//! Customer churn prediction: schema, encoder, logistic regression, training and serving.

/// Per-user application directories (logs).
pub mod app_dirs;
/// Persisted encoder/classifier pairs.
pub mod artifact;
/// TOML configuration with defaults.
pub mod config;
/// CSV loading and cleaning of labeled customer rows.
pub mod dataset;
/// Blocking HTTP client used by the prediction CLI.
pub mod http_client;
/// Tracing setup for the binaries.
pub mod logging;
/// Encoder, classifier and evaluation metrics.
pub mod ml;
/// Churn probabilities for already-validated records.
pub mod predictor;
/// Customer records as attribute/value maps.
pub mod record;
/// Feature schema: which attributes exist and how they are encoded.
pub mod schema;
/// The HTTP predict endpoint.
pub mod serving;
/// Cross-validated training pipeline.
pub mod training;
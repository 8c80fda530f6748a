use std::sync::Arc;

use tracing::debug;

use crate::artifact::{self, ArtifactError, ArtifactLocation, TrainedArtifact};

/// Source of the artifact used to answer requests.
#[derive(Debug, Clone)]
pub enum ArtifactStore {
    /// Loaded once at startup.
    Cached(Arc<TrainedArtifact>),
    /// Read from storage on every request.
    Reload(ArtifactLocation),
}

impl ArtifactStore {
    /// Build a store; cached stores load eagerly so a bad artifact fails startup.
    pub fn open(location: &ArtifactLocation, cache: bool) -> Result<Self, ArtifactError> {
        if cache {
            let loaded = artifact::load(location)?;
            Ok(ArtifactStore::Cached(Arc::new(loaded)))
        } else {
            Ok(ArtifactStore::Reload(location.clone()))
        }
    }

    pub fn get(&self) -> Result<Arc<TrainedArtifact>, ArtifactError> {
        match self {
            ArtifactStore::Cached(artifact) => Ok(Arc::clone(artifact)),
            ArtifactStore::Reload(location) => {
                debug!(artifact = %location, "Reloading artifact");
                artifact::load(location).map(Arc::new)
            }
        }
    }
}
//! Trains the churn classifier with cross-validation and writes the artifact.

use std::path::PathBuf;

use churnpal::artifact::ArtifactLocation;
use churnpal::config;
use churnpal::logging;
use churnpal::training::{self, FinalFit, TrainReport};
use tracing::info;

fn main() {
    if let Err(err) = run() {
        eprintln!("{err}");
        std::process::exit(1);
    }
}

fn run() -> Result<(), String> {
    let options = parse_args(std::env::args().skip(1).collect())?;
    if let Err(err) = logging::init("churnpal-train") {
        logging::init_console();
        eprintln!("File logging disabled: {err}");
    }

    let (mut config, source) =
        config::load_or_default(options.config.as_deref()).map_err(|err| err.to_string())?;
    if let Some(path) = &source {
        info!("Loaded config from {}", path.display());
    }
    let settings = &mut config.training;
    if let Some(data) = options.data {
        settings.data_path = data;
    }
    if let Some(out) = options.out {
        settings.artifact = ArtifactLocation::bundle(out);
    }
    if let Some(seed) = options.seed {
        settings.seed = seed;
    }
    if let Some(c) = options.c {
        settings.c = c;
    }
    if let Some(n_splits) = options.n_splits {
        settings.n_splits = n_splits;
    }
    if let Some(final_fit) = options.final_fit {
        settings.final_fit = final_fit;
    }
    config.validate().map_err(|err| err.to_string())?;

    let report = training::run(&config).map_err(|err| err.to_string())?;
    print_report(config.training.c, &report, &config.training.artifact);
    Ok(())
}

fn print_report(c: f64, report: &TrainReport, artifact: &ArtifactLocation) {
    for fold in &report.folds {
        match fold.auc {
            Some(auc) => println!("fold {}: auc={auc:.3}", fold.fold),
            None => println!("fold {}: auc=undefined (single-class held-out rows)", fold.fold),
        }
    }
    match &report.summary {
        Some(summary) => println!("C={c} {summary}"),
        None => println!("C={c} no defined fold AUC"),
    }
    match report.test_auc {
        Some(auc) => println!("test auc={auc:.3} accuracy={:.3}", report.test_accuracy),
        None => println!("test auc=undefined accuracy={:.3}", report.test_accuracy),
    }
    if report.convergence_warnings > 0 {
        println!(
            "warning: {} fit(s) stopped before converging",
            report.convergence_warnings
        );
    }
    println!("artifact written to {artifact}");
}

#[derive(Debug, Clone, Default)]
struct CliOptions {
    config: Option<PathBuf>,
    data: Option<PathBuf>,
    out: Option<PathBuf>,
    seed: Option<u64>,
    c: Option<f64>,
    n_splits: Option<usize>,
    final_fit: Option<FinalFit>,
}

fn parse_args(args: Vec<String>) -> Result<CliOptions, String> {
    let mut options = CliOptions::default();
    let mut idx = 0usize;
    while idx < args.len() {
        match args[idx].as_str() {
            "-h" | "--help" => return Err(help_text()),
            "--config" => {
                idx += 1;
                let value = args.get(idx).ok_or_else(|| "--config requires a value".to_string())?;
                options.config = Some(PathBuf::from(value));
            }
            "--data" => {
                idx += 1;
                let value = args.get(idx).ok_or_else(|| "--data requires a value".to_string())?;
                options.data = Some(PathBuf::from(value));
            }
            "--out" => {
                idx += 1;
                let value = args.get(idx).ok_or_else(|| "--out requires a value".to_string())?;
                options.out = Some(PathBuf::from(value));
            }
            "--seed" => {
                idx += 1;
                let value = args.get(idx).ok_or_else(|| "--seed requires a value".to_string())?;
                options.seed = Some(
                    value
                        .parse::<u64>()
                        .map_err(|_| format!("Invalid --seed value: {value}"))?,
                );
            }
            "--c" => {
                idx += 1;
                let value = args.get(idx).ok_or_else(|| "--c requires a value".to_string())?;
                options.c = Some(
                    value
                        .parse::<f64>()
                        .map_err(|_| format!("Invalid --c value: {value}"))?,
                );
            }
            "--n-splits" => {
                idx += 1;
                let value = args
                    .get(idx)
                    .ok_or_else(|| "--n-splits requires a value".to_string())?;
                options.n_splits = Some(
                    value
                        .parse::<usize>()
                        .map_err(|_| format!("Invalid --n-splits value: {value}"))?,
                );
            }
            "--final-fit" => {
                idx += 1;
                let value = args
                    .get(idx)
                    .ok_or_else(|| "--final-fit requires a value".to_string())?;
                options.final_fit = Some(match value.as_str() {
                    "last_fold" | "last-fold" => FinalFit::LastFold,
                    "full_train" | "full-train" => FinalFit::FullTrain,
                    other => return Err(format!("Invalid --final-fit value: {other}")),
                });
            }
            unknown => return Err(format!("Unknown argument: {unknown}\n\n{}", help_text())),
        }
        idx += 1;
    }
    Ok(options)
}

fn help_text() -> String {
    [
        "churnpal-train",
        "",
        "Cross-validates an L2 logistic regression churn model and writes the encoder/model artifact.",
        "",
        "Usage:",
        "  churnpal-train [--config churnpal.toml] [--data churn.csv] [--out model.json] [options]",
        "",
        "Options:",
        "  --config <file>        Config file (default: ./churnpal.toml when present).",
        "  --data <csv>           Training CSV with a header row (default: training.data_path).",
        "  --out <file>           Write a single-file artifact here (default: training.artifact).",
        "  --seed <u64>           Seed for the split and fold shuffles (default: 1).",
        "  --c <f64>              Inverse regularization strength (default: 1.0).",
        "  --n-splits <n>         Cross-validation folds (default: 5).",
        "  --final-fit <mode>     last_fold (default) or full_train.",
    ]
    .join("\n")
}
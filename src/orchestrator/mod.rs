//! 编排层（Orchestration Layer）
//!
//! ## 职责
//!
//! 本层负责批量处理和流程调度，是整个系统的"指挥中心"。
//!
//! ## 模块划分
//!
//! ### `pipeline_driver` - 流水线驱动
//! - 检查点恢复决策（主题匹配、交互确认）
//! - 逐文件、逐批推进，每批后保存检查点
//! - 响应中断信号，尽力保存进度
//! - 导出 CSV 并输出全局统计
//!
//! ### `batch_coordinator` - 批次协调器
//! - 一批论文并发判断（Semaphore + tokio::spawn）
//! - 保持输入顺序，任务失败时补 Unknown 结果
//! - 标记来源文件，输出逐篇审计日志
//!
//! ## 层次关系
//!
//! ```text
//! pipeline_driver (处理 文件 → 批次)
//!     ↓
//! batch_coordinator (处理 Vec<Paper>)
//!     ↓
//! workflow::JudgmentEngine (处理单篇 Paper)
//!     ↓
//! services (能力层：prompt / parse / checkpoint / export)
//!     ↓
//! clients (推理服务 I/O)
//! ```

pub mod batch_coordinator;
pub mod pipeline_driver;

// 重新导出主要类型
pub use batch_coordinator::{BatchCoordinator, UNEXPECTED_REASONING};
pub use pipeline_driver::{PipelineDriver, ResumeMode, RunOutcome, RunPhase, RunReport};
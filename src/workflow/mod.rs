pub mod judgment_engine;

pub use judgment_engine::{JudgmentEngine, EXHAUSTED_REASONING};
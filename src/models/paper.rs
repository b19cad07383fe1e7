use chrono::{DateTime, NaiveDateTime};
use serde::{Deserialize, Serialize};

/// 论文元数据
///
/// 由 `PaperLoader` 从语料 JSON 文件创建，处理流程内只读。
#[derive(Debug, Clone, PartialEq, Serialize, Deserialize)]
pub struct Paper {
    pub title: String,
    #[serde(default)]
    pub authors: Vec<String>,
    #[serde(rename = "abstract", default, skip_serializing_if = "Option::is_none")]
    pub abstract_text: Option<String>,
    #[serde(deserialize_with = "deserialize_year")]
    pub publication_year: i32,
    /// 会议 / 期刊名称
    pub conference_name: String,
    /// 会议类型（conference、workshop 等）
    pub venue_type: String,
    #[serde(default, skip_serializing_if = "Option::is_none")]
    pub track: Option<String>,
    #[serde(default, skip_serializing_if = "Option::is_none")]
    pub session: Option<String>,
    #[serde(default, skip_serializing_if = "Option::is_none")]
    pub topic: Option<String>,
    #[serde(default, skip_serializing_if = "Option::is_none")]
    pub pdf_url: Option<String>,
    #[serde(default, skip_serializing_if = "Option::is_none")]
    pub abstract_url: Option<String>,
    #[serde(default, skip_serializing_if = "Option::is_none")]
    pub openreview_url: Option<String>,
    /// 抓取时间
    #[serde(deserialize_with = "deserialize_timestamp")]
    pub scraped_at: NaiveDateTime,
}

impl Paper {
    /// 摘要文本，缺失时返回占位说明
    pub fn abstract_or_placeholder(&self) -> &str {
        match self.abstract_text.as_deref() {
            Some(text) if !text.trim().is_empty() => text,
            _ => "No abstract available",
        }
    }
}

impl std::fmt::Display for Paper {
    fn fmt(&self, f: &mut std::fmt::Formatter<'_>) -> std::fmt::Result {
        // 截断标题以便显示（最多80个字符）
        let title_preview = if self.title.chars().count() > 80 {
            self.title.chars().take(80).collect::<String>() + "..."
        } else {
            self.title.clone()
        };
        write!(
            f,
            "{} [{} {}]",
            title_preview, self.conference_name, self.publication_year
        )
    }
}

// 年份既可能是整数也可能是字符串（"2024"）
fn deserialize_year<'de, D>(deserializer: D) -> Result<i32, D::Error>
where
    D: serde::Deserializer<'de>,
{
    use serde::de::Visitor;
    use std::fmt;

    struct YearVisitor;

    impl<'de> Visitor<'de> for YearVisitor {
        type Value = i32;

        fn expecting(&self, formatter: &mut fmt::Formatter) -> fmt::Result {
            formatter.write_str("a string or integer representing a year")
        }

        fn visit_str<E>(self, value: &str) -> Result<Self::Value, E>
        where
            E: serde::de::Error,
        {
            value
                .trim()
                .parse()
                .map_err(|_| E::custom(format!("invalid year: {value}")))
        }

        fn visit_i64<E>(self, value: i64) -> Result<Self::Value, E>
        where
            E: serde::de::Error,
        {
            i32::try_from(value).map_err(|_| E::custom(format!("year out of range: {value}")))
        }

        fn visit_u64<E>(self, value: u64) -> Result<Self::Value, E>
        where
            E: serde::de::Error,
        {
            i32::try_from(value).map_err(|_| E::custom(format!("year out of range: {value}")))
        }
    }

    deserializer.deserialize_any(YearVisitor)
}

// 抓取器写出的时间戳可能带时区（RFC 3339），也可能是不带时区的 ISO-8601
fn deserialize_timestamp<'de, D>(deserializer: D) -> Result<NaiveDateTime, D::Error>
where
    D: serde::Deserializer<'de>,
{
    let raw = String::deserialize(deserializer)?;
    parse_timestamp(&raw).ok_or_else(|| serde::de::Error::custom(format!("invalid timestamp: {raw}")))
}

fn parse_timestamp(raw: &str) -> Option<NaiveDateTime> {
    let raw = raw.trim();
    if let Ok(dt) = DateTime::parse_from_rfc3339(raw) {
        return Some(dt.naive_utc());
    }
    ["%Y-%m-%dT%H:%M:%S%.f", "%Y-%m-%d %H:%M:%S%.f"]
        .iter()
        .find_map(|fmt| NaiveDateTime::parse_from_str(raw, fmt).ok())
}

§ **WORK REQUEST**
Could you write out exactly the lines above, starting at the first one and ending with the line that has "pub mod ml;"?

§ **EXERCISE RESULT**
//! Customer churn prediction: schema, encoder, logistic regression, training and serving.

/// Per-user application directories (logs).
pub mod app_dirs;
/// Persisted encoder/classifier pairs.
pub mod artifact;
/// TOML configuration with defaults.
pub mod config;
/// CSV loading and cleaning of labeled customer rows.
pub mod dataset;
/// Blocking HTTP client used by the prediction CLI.
pub mod http_client;
/// Tracing setup for the binaries.
pub mod logging;
/// Encoder, classifier and evaluation metrics.
pub mod ml;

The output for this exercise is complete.